▶
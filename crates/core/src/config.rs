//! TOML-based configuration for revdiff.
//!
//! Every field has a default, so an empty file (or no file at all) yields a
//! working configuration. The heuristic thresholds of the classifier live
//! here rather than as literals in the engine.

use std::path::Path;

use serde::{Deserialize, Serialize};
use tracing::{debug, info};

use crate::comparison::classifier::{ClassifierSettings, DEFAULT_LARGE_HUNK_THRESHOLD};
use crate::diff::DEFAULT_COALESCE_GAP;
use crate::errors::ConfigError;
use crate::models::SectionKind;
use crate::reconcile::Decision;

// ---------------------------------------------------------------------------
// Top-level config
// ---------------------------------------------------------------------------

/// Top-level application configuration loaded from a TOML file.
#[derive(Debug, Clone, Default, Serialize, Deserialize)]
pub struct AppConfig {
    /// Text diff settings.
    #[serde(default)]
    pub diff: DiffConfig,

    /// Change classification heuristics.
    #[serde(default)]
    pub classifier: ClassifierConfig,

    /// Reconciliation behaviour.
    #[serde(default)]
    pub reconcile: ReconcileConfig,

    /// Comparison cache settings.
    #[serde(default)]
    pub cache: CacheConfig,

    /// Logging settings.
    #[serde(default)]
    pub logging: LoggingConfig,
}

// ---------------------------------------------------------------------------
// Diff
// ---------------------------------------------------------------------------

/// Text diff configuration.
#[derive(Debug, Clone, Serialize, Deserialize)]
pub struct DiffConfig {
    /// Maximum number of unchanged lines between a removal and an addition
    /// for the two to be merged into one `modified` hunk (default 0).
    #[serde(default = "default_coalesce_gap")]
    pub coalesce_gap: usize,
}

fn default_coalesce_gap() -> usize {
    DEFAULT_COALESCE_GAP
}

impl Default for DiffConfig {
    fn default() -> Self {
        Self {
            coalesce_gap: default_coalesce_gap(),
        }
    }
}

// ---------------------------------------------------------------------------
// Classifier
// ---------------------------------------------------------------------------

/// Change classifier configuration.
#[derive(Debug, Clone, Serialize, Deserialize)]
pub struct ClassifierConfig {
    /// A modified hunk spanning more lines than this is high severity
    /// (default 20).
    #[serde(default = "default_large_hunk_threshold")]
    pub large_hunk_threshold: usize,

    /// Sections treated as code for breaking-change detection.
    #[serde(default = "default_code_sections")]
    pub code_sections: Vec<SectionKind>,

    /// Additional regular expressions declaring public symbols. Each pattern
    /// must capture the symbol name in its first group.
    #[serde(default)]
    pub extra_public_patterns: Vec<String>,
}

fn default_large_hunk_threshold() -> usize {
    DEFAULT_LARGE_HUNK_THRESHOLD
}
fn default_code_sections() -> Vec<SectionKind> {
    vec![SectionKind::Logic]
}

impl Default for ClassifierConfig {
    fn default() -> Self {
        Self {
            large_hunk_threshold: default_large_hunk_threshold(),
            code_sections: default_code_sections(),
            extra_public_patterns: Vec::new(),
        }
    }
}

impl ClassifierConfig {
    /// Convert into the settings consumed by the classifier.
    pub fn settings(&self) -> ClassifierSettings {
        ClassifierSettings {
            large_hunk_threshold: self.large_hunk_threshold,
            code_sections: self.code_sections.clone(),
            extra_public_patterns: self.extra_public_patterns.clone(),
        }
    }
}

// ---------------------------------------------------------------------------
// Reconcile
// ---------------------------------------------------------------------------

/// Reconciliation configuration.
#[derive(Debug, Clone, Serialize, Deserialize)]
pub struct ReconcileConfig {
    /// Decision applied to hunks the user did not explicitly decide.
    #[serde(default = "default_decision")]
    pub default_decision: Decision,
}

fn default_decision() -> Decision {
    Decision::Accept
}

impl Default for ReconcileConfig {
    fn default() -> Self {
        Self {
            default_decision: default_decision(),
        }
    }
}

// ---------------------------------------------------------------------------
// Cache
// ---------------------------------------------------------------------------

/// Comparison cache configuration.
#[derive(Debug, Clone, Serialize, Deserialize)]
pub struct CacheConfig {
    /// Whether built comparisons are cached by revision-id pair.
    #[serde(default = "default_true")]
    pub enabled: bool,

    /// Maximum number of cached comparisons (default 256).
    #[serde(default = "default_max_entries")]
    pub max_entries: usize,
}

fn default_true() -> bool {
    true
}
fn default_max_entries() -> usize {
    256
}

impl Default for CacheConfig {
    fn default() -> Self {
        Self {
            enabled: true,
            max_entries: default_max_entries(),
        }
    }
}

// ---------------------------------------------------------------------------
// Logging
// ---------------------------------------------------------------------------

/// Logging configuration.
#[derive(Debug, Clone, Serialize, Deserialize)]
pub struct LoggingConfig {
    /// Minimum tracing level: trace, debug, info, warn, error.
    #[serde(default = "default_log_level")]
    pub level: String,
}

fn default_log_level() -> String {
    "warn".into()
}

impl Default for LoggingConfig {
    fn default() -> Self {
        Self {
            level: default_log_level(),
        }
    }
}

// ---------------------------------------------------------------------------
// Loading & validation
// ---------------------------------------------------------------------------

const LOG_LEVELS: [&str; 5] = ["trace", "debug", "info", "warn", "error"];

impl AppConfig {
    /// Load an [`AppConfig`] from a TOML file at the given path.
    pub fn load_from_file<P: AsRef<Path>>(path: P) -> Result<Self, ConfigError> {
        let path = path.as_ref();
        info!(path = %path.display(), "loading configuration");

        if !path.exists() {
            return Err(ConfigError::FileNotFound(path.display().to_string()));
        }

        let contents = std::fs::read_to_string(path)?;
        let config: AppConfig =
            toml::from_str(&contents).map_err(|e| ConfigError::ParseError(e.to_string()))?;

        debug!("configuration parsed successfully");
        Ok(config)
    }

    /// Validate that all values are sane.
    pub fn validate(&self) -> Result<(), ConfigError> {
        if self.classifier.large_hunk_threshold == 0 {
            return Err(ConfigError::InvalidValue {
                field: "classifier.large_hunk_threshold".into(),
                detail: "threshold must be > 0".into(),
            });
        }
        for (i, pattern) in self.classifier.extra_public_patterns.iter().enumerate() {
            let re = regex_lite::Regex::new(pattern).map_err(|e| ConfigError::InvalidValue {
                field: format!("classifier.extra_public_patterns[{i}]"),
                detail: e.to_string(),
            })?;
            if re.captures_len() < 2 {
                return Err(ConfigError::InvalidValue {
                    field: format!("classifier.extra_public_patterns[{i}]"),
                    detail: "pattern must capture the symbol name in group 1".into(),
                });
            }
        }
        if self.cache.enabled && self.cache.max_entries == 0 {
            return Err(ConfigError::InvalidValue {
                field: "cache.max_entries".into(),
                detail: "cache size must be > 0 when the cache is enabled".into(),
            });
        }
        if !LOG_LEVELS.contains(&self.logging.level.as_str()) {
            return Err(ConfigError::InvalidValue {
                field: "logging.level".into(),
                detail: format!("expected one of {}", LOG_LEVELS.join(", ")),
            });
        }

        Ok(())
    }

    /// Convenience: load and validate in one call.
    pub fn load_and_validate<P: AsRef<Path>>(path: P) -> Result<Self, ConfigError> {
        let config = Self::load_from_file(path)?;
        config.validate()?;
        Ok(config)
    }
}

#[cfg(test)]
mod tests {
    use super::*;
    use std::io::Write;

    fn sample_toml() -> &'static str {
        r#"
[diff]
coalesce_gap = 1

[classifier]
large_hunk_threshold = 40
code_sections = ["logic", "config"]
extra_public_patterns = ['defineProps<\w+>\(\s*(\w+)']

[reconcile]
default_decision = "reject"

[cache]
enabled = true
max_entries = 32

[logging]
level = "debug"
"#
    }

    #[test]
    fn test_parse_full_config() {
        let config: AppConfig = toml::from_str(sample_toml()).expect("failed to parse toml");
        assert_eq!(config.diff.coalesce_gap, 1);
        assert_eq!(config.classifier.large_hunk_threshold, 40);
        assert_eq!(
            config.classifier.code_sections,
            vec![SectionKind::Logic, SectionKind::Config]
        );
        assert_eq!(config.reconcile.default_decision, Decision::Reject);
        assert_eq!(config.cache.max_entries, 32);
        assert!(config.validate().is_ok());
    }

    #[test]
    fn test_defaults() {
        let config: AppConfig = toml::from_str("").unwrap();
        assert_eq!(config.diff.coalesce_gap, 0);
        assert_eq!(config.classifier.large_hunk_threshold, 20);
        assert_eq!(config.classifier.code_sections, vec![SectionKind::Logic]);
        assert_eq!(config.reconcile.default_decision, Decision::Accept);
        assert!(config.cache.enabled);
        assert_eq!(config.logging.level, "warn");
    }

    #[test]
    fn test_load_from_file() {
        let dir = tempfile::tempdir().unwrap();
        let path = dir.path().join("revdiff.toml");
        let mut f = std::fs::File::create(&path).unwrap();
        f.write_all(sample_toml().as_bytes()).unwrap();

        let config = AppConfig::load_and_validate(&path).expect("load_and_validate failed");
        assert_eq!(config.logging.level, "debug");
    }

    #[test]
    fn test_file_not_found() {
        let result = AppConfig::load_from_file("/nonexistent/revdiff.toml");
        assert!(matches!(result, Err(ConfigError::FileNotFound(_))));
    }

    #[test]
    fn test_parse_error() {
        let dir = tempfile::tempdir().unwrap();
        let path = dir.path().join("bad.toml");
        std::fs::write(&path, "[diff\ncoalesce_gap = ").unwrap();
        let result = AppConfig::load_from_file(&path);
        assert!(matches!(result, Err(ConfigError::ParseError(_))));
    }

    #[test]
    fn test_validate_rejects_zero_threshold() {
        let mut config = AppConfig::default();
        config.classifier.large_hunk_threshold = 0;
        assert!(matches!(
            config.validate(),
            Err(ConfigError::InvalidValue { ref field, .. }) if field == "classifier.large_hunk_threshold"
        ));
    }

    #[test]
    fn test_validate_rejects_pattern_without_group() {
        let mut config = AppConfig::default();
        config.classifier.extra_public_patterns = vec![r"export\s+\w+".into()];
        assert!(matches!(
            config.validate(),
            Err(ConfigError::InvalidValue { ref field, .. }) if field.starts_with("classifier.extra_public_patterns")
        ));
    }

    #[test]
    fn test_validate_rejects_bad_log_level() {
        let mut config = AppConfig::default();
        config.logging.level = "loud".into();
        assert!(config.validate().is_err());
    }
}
◀
Your goal:
From the records above, copy each line in which the string "bool" occurs.

Answer for the task:
    pub enabled: bool,
fn default_true() -> bool {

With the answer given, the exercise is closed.